_PROBLEM REQUIREMENTS_
Starting with the opening line of the material, restate every line word for word, and end on the line containing "error tracking DSN".

═══

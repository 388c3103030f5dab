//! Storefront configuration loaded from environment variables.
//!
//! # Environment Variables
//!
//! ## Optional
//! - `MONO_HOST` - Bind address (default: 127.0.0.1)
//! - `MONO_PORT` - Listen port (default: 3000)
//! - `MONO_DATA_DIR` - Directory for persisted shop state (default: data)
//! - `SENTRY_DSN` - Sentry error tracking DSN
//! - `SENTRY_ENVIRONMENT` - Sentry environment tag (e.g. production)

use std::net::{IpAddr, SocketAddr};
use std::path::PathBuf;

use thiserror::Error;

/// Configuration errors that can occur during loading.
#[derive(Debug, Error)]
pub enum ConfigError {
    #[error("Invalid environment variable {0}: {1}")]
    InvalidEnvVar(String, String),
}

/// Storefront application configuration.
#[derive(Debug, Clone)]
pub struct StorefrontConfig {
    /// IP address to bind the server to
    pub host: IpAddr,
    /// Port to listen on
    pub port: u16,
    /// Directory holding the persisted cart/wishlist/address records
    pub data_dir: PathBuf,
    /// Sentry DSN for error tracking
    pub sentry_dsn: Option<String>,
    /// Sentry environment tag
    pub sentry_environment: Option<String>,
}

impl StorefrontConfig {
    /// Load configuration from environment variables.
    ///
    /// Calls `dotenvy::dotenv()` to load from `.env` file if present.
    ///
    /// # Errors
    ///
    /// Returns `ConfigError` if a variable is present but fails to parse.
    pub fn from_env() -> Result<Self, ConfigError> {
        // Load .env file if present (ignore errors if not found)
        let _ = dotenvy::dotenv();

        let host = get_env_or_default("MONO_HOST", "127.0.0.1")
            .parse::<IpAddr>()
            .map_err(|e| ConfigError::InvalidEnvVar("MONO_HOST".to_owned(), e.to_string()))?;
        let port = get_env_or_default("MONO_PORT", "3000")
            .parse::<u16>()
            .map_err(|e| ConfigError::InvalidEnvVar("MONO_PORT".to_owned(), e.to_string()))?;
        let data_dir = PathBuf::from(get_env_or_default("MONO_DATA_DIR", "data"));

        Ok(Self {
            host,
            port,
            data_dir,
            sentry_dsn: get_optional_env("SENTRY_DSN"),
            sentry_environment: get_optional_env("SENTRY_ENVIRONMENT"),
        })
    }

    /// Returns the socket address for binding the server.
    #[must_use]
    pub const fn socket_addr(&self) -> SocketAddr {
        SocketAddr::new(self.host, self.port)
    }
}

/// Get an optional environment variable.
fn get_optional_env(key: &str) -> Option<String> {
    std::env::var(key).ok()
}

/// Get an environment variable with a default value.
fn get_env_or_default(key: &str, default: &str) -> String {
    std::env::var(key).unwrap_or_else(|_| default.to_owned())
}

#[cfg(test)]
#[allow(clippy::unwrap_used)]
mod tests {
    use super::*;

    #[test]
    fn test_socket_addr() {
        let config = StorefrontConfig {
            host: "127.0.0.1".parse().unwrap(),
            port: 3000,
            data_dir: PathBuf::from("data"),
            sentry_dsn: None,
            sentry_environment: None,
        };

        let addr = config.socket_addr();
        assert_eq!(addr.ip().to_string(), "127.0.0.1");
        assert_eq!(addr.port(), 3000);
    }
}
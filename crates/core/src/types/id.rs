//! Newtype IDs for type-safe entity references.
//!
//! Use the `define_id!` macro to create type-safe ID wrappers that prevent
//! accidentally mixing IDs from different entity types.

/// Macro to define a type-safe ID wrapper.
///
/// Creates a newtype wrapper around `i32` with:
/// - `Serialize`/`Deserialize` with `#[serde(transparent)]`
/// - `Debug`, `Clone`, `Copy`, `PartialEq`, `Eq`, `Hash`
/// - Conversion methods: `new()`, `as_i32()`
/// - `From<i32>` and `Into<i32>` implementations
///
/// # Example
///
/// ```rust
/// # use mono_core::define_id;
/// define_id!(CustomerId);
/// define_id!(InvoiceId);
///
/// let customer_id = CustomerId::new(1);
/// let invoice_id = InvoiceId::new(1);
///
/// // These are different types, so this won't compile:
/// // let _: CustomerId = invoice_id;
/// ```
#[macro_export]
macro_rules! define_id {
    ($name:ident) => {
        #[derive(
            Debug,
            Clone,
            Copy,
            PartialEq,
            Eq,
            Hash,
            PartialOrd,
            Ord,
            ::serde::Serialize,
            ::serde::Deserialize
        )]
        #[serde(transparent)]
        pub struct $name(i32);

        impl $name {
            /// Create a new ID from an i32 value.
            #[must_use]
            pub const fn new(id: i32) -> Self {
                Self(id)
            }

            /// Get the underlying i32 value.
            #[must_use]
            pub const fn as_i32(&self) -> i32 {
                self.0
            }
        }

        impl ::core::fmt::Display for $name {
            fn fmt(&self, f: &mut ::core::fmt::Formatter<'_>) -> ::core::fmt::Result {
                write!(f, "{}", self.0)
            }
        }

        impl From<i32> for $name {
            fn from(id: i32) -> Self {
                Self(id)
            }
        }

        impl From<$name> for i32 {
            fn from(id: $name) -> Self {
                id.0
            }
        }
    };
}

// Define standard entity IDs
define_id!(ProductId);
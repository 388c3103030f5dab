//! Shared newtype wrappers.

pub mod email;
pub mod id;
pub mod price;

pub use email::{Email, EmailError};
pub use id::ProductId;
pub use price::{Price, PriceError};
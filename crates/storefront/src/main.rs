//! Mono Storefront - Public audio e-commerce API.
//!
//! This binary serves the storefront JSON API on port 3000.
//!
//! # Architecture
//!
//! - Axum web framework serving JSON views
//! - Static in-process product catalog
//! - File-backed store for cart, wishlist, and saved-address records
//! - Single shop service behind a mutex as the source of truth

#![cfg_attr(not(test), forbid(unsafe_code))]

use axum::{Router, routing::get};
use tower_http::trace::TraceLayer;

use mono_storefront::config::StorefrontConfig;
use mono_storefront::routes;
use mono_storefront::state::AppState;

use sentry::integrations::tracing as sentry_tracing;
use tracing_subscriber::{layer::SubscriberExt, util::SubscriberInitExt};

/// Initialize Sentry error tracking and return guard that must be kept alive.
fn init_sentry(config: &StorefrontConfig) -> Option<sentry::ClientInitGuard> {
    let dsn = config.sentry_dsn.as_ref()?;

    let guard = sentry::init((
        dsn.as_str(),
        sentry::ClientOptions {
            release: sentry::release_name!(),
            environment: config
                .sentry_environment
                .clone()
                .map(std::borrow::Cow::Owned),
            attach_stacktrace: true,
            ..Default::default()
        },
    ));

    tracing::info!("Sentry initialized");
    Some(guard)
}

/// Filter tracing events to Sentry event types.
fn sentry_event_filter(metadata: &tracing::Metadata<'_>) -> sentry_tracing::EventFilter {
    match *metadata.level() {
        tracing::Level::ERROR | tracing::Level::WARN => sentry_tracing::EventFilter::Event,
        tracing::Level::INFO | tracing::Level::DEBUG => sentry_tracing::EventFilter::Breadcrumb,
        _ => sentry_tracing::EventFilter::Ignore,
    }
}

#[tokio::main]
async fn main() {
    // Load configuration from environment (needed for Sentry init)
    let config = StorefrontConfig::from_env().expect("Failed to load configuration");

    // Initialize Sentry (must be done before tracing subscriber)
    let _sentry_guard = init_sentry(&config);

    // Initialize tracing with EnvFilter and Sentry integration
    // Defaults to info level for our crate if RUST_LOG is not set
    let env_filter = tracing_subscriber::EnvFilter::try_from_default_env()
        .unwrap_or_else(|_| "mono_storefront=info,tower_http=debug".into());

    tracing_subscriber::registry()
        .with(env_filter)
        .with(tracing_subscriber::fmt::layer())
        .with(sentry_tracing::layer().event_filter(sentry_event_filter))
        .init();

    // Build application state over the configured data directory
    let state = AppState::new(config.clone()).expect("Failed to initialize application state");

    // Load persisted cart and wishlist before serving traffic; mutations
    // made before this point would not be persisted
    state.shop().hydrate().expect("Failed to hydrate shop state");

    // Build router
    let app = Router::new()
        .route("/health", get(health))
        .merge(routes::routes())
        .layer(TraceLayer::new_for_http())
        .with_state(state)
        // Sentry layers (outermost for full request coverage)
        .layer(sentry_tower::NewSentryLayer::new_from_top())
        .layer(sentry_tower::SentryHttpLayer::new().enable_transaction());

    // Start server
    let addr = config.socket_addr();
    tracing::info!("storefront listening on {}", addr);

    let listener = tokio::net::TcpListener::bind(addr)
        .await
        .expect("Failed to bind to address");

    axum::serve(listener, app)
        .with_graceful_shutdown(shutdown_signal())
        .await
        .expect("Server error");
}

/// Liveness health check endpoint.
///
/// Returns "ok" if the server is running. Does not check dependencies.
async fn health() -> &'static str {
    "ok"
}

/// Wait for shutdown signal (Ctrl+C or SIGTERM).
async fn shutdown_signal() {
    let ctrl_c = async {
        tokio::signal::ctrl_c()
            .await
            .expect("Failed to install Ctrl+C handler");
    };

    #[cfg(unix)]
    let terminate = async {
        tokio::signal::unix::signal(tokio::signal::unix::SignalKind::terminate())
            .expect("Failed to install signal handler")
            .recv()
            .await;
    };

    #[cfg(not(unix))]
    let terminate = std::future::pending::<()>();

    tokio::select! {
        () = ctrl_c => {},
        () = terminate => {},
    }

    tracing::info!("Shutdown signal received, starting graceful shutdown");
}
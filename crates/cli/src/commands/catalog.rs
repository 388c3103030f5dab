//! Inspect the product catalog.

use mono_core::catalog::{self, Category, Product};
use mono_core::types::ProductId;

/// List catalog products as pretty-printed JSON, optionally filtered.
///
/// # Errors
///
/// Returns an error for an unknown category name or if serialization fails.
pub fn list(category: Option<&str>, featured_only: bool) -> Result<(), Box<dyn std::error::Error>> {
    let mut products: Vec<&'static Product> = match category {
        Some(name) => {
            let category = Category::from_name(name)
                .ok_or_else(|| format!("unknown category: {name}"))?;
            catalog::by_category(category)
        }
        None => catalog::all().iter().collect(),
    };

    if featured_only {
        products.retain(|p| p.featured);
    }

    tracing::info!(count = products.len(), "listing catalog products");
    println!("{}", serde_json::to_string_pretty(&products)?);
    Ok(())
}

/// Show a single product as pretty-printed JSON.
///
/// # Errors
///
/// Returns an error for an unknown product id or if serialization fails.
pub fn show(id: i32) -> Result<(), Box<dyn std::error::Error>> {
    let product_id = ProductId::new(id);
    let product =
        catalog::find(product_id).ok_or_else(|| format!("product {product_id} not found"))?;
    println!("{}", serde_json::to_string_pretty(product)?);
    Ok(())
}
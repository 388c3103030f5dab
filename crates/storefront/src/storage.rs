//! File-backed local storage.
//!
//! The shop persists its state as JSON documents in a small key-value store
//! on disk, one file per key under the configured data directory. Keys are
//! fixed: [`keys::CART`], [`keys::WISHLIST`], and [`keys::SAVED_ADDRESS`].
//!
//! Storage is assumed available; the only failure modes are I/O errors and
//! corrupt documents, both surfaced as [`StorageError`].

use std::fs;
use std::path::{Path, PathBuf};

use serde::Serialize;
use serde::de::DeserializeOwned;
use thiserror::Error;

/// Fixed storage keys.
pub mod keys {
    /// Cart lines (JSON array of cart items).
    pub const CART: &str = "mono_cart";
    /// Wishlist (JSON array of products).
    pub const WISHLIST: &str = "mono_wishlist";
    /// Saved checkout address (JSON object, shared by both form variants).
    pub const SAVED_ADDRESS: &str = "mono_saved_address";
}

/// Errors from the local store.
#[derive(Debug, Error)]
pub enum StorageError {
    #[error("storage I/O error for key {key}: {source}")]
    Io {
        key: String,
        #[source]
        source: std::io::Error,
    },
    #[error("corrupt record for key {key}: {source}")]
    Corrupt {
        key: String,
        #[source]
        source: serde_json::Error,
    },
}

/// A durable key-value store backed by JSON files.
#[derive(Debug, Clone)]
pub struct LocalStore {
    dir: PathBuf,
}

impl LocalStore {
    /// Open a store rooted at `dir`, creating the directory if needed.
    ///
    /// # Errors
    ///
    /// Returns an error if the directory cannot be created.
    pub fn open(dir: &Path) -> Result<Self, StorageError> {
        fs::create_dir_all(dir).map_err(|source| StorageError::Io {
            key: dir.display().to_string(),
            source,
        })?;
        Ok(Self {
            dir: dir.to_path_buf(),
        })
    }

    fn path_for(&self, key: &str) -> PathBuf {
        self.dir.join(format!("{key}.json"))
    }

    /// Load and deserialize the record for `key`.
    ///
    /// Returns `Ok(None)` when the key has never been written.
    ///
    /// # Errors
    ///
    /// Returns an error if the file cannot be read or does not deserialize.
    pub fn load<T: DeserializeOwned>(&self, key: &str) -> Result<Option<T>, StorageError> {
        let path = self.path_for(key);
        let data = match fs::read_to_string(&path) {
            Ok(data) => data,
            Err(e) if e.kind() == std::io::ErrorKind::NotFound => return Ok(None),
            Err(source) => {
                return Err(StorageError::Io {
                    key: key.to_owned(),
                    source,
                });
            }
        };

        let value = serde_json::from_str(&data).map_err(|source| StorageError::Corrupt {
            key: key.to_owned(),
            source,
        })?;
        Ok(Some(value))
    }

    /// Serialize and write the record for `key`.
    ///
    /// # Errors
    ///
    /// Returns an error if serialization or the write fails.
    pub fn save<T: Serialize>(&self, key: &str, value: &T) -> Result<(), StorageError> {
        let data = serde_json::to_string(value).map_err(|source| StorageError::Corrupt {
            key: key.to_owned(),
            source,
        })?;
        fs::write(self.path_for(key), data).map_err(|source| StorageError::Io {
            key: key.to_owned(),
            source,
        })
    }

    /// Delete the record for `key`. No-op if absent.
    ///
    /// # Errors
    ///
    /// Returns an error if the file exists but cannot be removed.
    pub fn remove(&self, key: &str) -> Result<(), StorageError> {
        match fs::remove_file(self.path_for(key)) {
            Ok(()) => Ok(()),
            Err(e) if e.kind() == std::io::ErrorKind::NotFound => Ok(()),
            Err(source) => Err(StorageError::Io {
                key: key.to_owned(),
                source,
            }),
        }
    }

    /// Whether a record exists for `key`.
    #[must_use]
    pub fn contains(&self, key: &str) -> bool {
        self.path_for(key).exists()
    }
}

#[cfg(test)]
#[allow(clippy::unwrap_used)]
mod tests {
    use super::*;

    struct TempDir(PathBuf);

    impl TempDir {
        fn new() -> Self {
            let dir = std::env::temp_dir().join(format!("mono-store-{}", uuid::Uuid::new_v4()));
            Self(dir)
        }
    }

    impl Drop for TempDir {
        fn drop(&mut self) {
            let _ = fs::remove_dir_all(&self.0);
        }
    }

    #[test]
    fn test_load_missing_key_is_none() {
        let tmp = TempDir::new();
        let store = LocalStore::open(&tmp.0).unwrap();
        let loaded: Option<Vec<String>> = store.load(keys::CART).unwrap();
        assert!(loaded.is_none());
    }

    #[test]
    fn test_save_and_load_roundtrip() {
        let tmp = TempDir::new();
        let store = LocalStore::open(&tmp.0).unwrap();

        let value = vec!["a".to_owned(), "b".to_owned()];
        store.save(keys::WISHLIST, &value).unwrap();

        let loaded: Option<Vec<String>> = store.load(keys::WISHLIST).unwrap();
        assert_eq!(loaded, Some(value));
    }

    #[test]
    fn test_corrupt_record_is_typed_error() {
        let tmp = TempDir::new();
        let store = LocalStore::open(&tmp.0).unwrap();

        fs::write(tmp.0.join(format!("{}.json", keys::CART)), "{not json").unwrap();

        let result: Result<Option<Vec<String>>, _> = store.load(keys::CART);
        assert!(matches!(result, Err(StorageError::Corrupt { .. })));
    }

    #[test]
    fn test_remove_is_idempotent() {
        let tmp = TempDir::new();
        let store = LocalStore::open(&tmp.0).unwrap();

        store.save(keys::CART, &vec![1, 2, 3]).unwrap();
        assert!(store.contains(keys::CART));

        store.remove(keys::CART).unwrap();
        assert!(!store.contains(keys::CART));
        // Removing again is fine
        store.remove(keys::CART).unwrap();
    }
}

═══

_EXERCISE OUTPUT_
repository 388c3103030f5dab
//! Storefront configuration loaded from environment variables.
//!
//! # Environment Variables
//!
//! ## Optional
//! - `MONO_HOST` - Bind address (default: 127.0.0.1)
//! - `MONO_PORT` - Listen port (default: 3000)
//! - `MONO_DATA_DIR` - Directory for persisted shop state (default: data)
//! - `SENTRY_DSN` - Sentry error tracking DSN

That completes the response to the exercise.